Incertidumbre en El Rocío: El Gobierno reduce la presencia de la Guardia Civil para la Romería 2026
La Romería del Rocío 2026 se prepara en un contexto marcado por la incertidumbre tras el anuncio de la Guardia Civil de que restringirá de forma significativa su presencia y funciones durante la celebración, una decisión que ha generado inquietud en el municipio de Almonte y entre las hermandades rocieras.
Según ha confirmado el coronel jefe de la Comandancia Provincial de Huelva, los agentes dejarán de custodiar las denominadas llaves de acceso, los puntos donde se verifican los pases emitidos por el Ayuntamiento de Almonte para el control del tráfico de vehículos.
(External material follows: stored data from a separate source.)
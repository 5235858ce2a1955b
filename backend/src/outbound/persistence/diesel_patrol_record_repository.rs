//! PostgreSQL-backed `PatrolRecordRepository` implementation using Diesel.
//!
//! The typed predicate set is applied through an explicit match per variant
//! and field; the page slice and the total count run as two queries over the
//! same predicate conjunction. Count and slice need not observe the same
//! snapshot; minor skew under concurrent inserts is acceptable.

use async_trait::async_trait;
use diesel::prelude::*;
use diesel_async::RunQueryDsl;
use pagination::PageRequest;
use tracing::debug;
use uuid::Uuid;

use crate::domain::ports::{
    PatrolRecordRepository, PatrolRecordRepositoryError, RecordPage, RecordPredicate, TextField,
    TimeField,
};
use crate::domain::{ImageId, NewPatrolRecord, PatrolRecord, PatrolRecordParts};

use super::models::{NewPatrolRecordRow, PatrolRecordRow};
use super::pool::{DbPool, PoolError};
use super::schema::patrol_records;

/// Diesel-backed implementation of the patrol record repository port.
#[derive(Clone)]
pub struct DieselPatrolRecordRepository {
    pool: DbPool,
}

impl DieselPatrolRecordRepository {
    /// Create a new repository with the given connection pool.
    pub fn new(pool: DbPool) -> Self {
        Self { pool }
    }
}

fn map_pool_error(error: PoolError) -> PatrolRecordRepositoryError {
    let message = match error {
        PoolError::Checkout { message } | PoolError::Build { message } => message,
    };
    PatrolRecordRepositoryError::connection(message)
}

fn map_diesel_error(error: diesel::result::Error) -> PatrolRecordRepositoryError {
    use diesel::result::{DatabaseErrorKind, Error as DieselError};

    match &error {
        DieselError::DatabaseError(kind, info) => {
            debug!(?kind, message = info.message(), "diesel operation failed");
        }
        _ => debug!(
            error_type = %std::any::type_name_of_val(&error),
            "diesel operation failed"
        ),
    }

    match error {
        DieselError::NotFound => PatrolRecordRepositoryError::query("record not found"),
        DieselError::DatabaseError(DatabaseErrorKind::ClosedConnection, _) => {
            PatrolRecordRepositoryError::connection("database connection error")
        }
        _ => PatrolRecordRepositoryError::query("database error"),
    }
}

/// Insert-path mapping: a unique violation on the primary key is the
/// distinct duplicate-id failure, everything else falls through.
fn map_insert_error(id: Uuid, error: diesel::result::Error) -> PatrolRecordRepositoryError {
    use diesel::result::{DatabaseErrorKind, Error as DieselError};

    if let DieselError::DatabaseError(DatabaseErrorKind::UniqueViolation, _) = &error {
        return PatrolRecordRepositoryError::duplicate(id);
    }
    map_diesel_error(error)
}

/// Escape LIKE metacharacters so a substring needle matches literally.
fn escape_like(needle: &str) -> String {
    needle
        .replace('\\', "\\\\")
        .replace('%', "\\%")
        .replace('_', "\\_")
}

/// Apply the predicate conjunction to a boxed query over `patrol_records`.
///
/// Expanded inline so the same match works for both the row query and the
/// count query, which box different select clauses.
macro_rules! apply_predicates {
    ($query:expr, $predicates:expr) => {{
        let mut query = $query;
        for predicate in $predicates {
            query = match predicate {
                RecordPredicate::Equals(field, value) => match field {
                    TextField::Checkpoint => {
                        query.filter(patrol_records::checkpoint.eq(value.clone()))
                    }
                    TextField::GuardName => {
                        query.filter(patrol_records::guard_name.eq(value.clone()))
                    }
                    TextField::Note => query.filter(patrol_records::note.eq(value.clone())),
                    TextField::ImageId => query.filter(patrol_records::image_id.eq(value.clone())),
                },
                RecordPredicate::Contains(field, value) => {
                    let pattern = format!("%{}%", escape_like(value));
                    match field {
                        TextField::Checkpoint => {
                            query.filter(patrol_records::checkpoint.like(pattern))
                        }
                        TextField::GuardName => {
                            query.filter(patrol_records::guard_name.like(pattern))
                        }
                        TextField::Note => query.filter(patrol_records::note.like(pattern)),
                        TextField::ImageId => query.filter(patrol_records::image_id.like(pattern)),
                    }
                }
                RecordPredicate::GreaterOrEqual(field, bound) => match field {
                    TimeField::ClientTime => query.filter(patrol_records::client_time.ge(*bound)),
                    TimeField::ServerTime => query.filter(patrol_records::server_time.ge(*bound)),
                },
                RecordPredicate::LessOrEqual(field, bound) => match field {
                    TimeField::ClientTime => query.filter(patrol_records::client_time.le(*bound)),
                    TimeField::ServerTime => query.filter(patrol_records::server_time.le(*bound)),
                },
                RecordPredicate::NotEquals(field, value) => match field {
                    TextField::Checkpoint => {
                        query.filter(patrol_records::checkpoint.ne(value.clone()))
                    }
                    TextField::GuardName => {
                        query.filter(patrol_records::guard_name.ne(value.clone()))
                    }
                    TextField::Note => query.filter(patrol_records::note.ne(value.clone())),
                    TextField::ImageId => query.filter(patrol_records::image_id.ne(value.clone())),
                },
            };
        }
        query
    }};
}

/// Convert a database row into a validated domain record.
fn row_to_record(row: PatrolRecordRow) -> Result<PatrolRecord, PatrolRecordRepositoryError> {
    let PatrolRecordRow {
        id,
        checkpoint,
        guard_name,
        client_time,
        server_time,
        image_id,
        note,
        created_at,
        updated_at,
    } = row;

    let image_id = ImageId::new(image_id)
        .map_err(|err| PatrolRecordRepositoryError::query(err.to_string()))?;

    PatrolRecord::new(PatrolRecordParts {
        id,
        checkpoint,
        guard_name,
        client_time,
        server_time,
        image_id,
        note,
        created_at,
        updated_at,
    })
    .map_err(|err| PatrolRecordRepositoryError::query(err.to_string()))
}

#[async_trait]
impl PatrolRecordRepository for DieselPatrolRecordRepository {
    async fn insert(
        &self,
        record: &NewPatrolRecord,
    ) -> Result<PatrolRecord, PatrolRecordRepositoryError> {
        let mut conn = self.pool.get().await.map_err(map_pool_error)?;

        let new_row = NewPatrolRecordRow {
            id: record.id(),
            checkpoint: record.checkpoint(),
            guard_name: record.guard_name(),
            client_time: record.client_time(),
            server_time: record.server_time(),
            image_id: record.image_id().as_str(),
            note: record.note(),
        };

        let row: PatrolRecordRow = diesel::insert_into(patrol_records::table)
            .values(&new_row)
            .returning(PatrolRecordRow::as_returning())
            .get_result(&mut conn)
            .await
            .map_err(|err| map_insert_error(record.id(), err))?;

        row_to_record(row)
    }

    async fn query_paged(
        &self,
        predicates: &[RecordPredicate],
        page: PageRequest,
    ) -> Result<RecordPage, PatrolRecordRepositoryError> {
        let mut conn = self.pool.get().await.map_err(map_pool_error)?;

        let rows: Vec<PatrolRecordRow> = apply_predicates!(
            patrol_records::table
                .select(PatrolRecordRow::as_select())
                .into_boxed(),
            predicates
        )
        .order((
            patrol_records::client_time.desc(),
            patrol_records::created_at.asc(),
            patrol_records::id.asc(),
        ))
        .offset(page.offset())
        .limit(page.limit())
        .load(&mut conn)
        .await
        .map_err(map_diesel_error)?;

        let total: i64 = apply_predicates!(
            patrol_records::table
                .select(diesel::dsl::count_star())
                .into_boxed(),
            predicates
        )
        .first(&mut conn)
        .await
        .map_err(map_diesel_error)?;

        let records = rows
            .into_iter()
            .map(row_to_record)
            .collect::<Result<Vec<_>, _>>()?;

        Ok(RecordPage {
            records,
            total: u64::try_from(total).unwrap_or_default(),
        })
    }

    async fn query_all(
        &self,
        predicates: &[RecordPredicate],
    ) -> Result<Vec<PatrolRecord>, PatrolRecordRepositoryError> {
        let mut conn = self.pool.get().await.map_err(map_pool_error)?;

        let rows: Vec<PatrolRecordRow> = apply_predicates!(
            patrol_records::table
                .select(PatrolRecordRow::as_select())
                .into_boxed(),
            predicates
        )
        .order((
            patrol_records::client_time.desc(),
            patrol_records::created_at.asc(),
            patrol_records::id.asc(),
        ))
        .load(&mut conn)
        .await
        .map_err(map_diesel_error)?;

        rows.into_iter().map(row_to_record).collect()
    }

    async fn get_by_id(
        &self,
        id: Uuid,
    ) -> Result<Option<PatrolRecord>, PatrolRecordRepositoryError> {
        let mut conn = self.pool.get().await.map_err(map_pool_error)?;

        let row = patrol_records::table
            .filter(patrol_records::id.eq(id))
            .select(PatrolRecordRow::as_select())
            .first::<PatrolRecordRow>(&mut conn)
            .await
            .optional()
            .map_err(map_diesel_error)?;

        row.map(row_to_record).transpose()
    }
}

#[cfg(test)]
mod tests {
    //! Error mapping and needle escaping coverage; query execution is
    //! exercised against a live database outside this crate's unit suite.

    use diesel::result::{DatabaseErrorKind, Error as DieselError};
    use rstest::rstest;

    use super::*;

    fn database_error(kind: DatabaseErrorKind) -> DieselError {
        DieselError::DatabaseError(kind, Box::new("boom".to_owned()))
    }

    #[rstest]
    fn unique_violation_maps_to_duplicate_on_insert() {
        let id = Uuid::new_v4();
        let mapped = map_insert_error(id, database_error(DatabaseErrorKind::UniqueViolation));
        assert_eq!(mapped, PatrolRecordRepositoryError::duplicate(id));
    }

    #[rstest]
    fn other_insert_failures_stay_generic() {
        let mapped = map_insert_error(
            Uuid::new_v4(),
            database_error(DatabaseErrorKind::ForeignKeyViolation),
        );
        assert!(matches!(
            mapped,
            PatrolRecordRepositoryError::Query { .. }
        ));
    }

    #[rstest]
    fn closed_connection_maps_to_connection_error() {
        let mapped = map_diesel_error(database_error(DatabaseErrorKind::ClosedConnection));
        assert!(matches!(
            mapped,
            PatrolRecordRepositoryError::Connection { .. }
        ));
    }

    #[rstest]
    fn pool_errors_map_to_connection_errors() {
        let mapped = map_pool_error(PoolError::checkout("pool exhausted"));
        assert_eq!(
            mapped,
            PatrolRecordRepositoryError::connection("pool exhausted")
        );
    }

    #[rstest]
    #[case::plain("jan", "jan")]
    #[case::percent("100%", "100\\%")]
    #[case::underscore("a_b", "a\\_b")]
    #[case::backslash("a\\b", "a\\\\b")]
    fn like_needles_match_literally(#[case] needle: &str, #[case] escaped: &str) {
        assert_eq!(escape_like(needle), escaped);
    }
}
Asimismo, se ha avanzado una reducción de efectivos y servicios en el interior de la aldea durante los días de la romería.
“Este control ha sido siempre una pieza clave para evitar el colapso de la aldea y garantizar que solo los vehículos autorizados circulen por el recinto”, señalan fuentes municipales, que advierten de que la retirada de estos controles “deja en el aire la capacidad de respuesta ante las grandes aglomeraciones que se producen cada año”.
Desde el ámbito municipal y rociero, esta decisión no se interpreta únicamente como una cuestión técnica. “Creemos que no es una medida organizativa aislada, sino que está claramente vinculada a la tensión institucional existente entre la Subdelegación del Gobierno y el Ayuntamiento de Almonte”, apuntan fuentes municipales, en referencia a la relación con la subdelegada del Gobierno en Huelva, María José Rico.
Según estas mismas fuentes, el deterioro de la relación institucional se habría acentuado tras la catástrofe registrada en Matalascañas, un episodio que generó discrepancias en materia de gestión, coordinación y responsabilidades. “Desde entonces, el clima entre ambas administraciones ha sido evidente, y esta reducción del dispositivo se percibe como un nuevo capítulo de ese desencuentro”, añaden.
Además, recuerdan que “la gestión reciente de la Subdelegación ha estado marcada por una relación especialmente tensa con el Ayuntamiento”, aludiendo a la convocatoria celebrada en la sede de la Subdelegación a la que, según indican, “se citó exclusivamente a la oposición al gobierno local, un gesto que fue interpretado como una injerencia política y que agravó la fractura institucional”.
En el ámbito rociero, la medida ha causado desconcierto. “Tras 41 años de vigencia del Plan Romero, sorprende que ahora se considere prescindible una parte esencial del dispositivo de seguridad”, señalan las fuentes consultadas, que subrayan que la afluencia de peregrinos y visitantes no ha dejado de crecer en los últimos años.
“Precisamente, cuando se alcanzan cifras récord de asistencia y aumenta el número de hermandades parece más lógico reforzar medios que reducirlos”, añaden, recordando que la seguridad ciudadana es una competencia exclusiva del Gobierno central.
Asimismo, las fuentes insisten en que “el recorte del dispositivo genera preocupación y un profundo malestar”, al considerar que “se está enviando un mensaje equivocado en uno de los acontecimientos religiosos y sociales más multitudinarios de España”.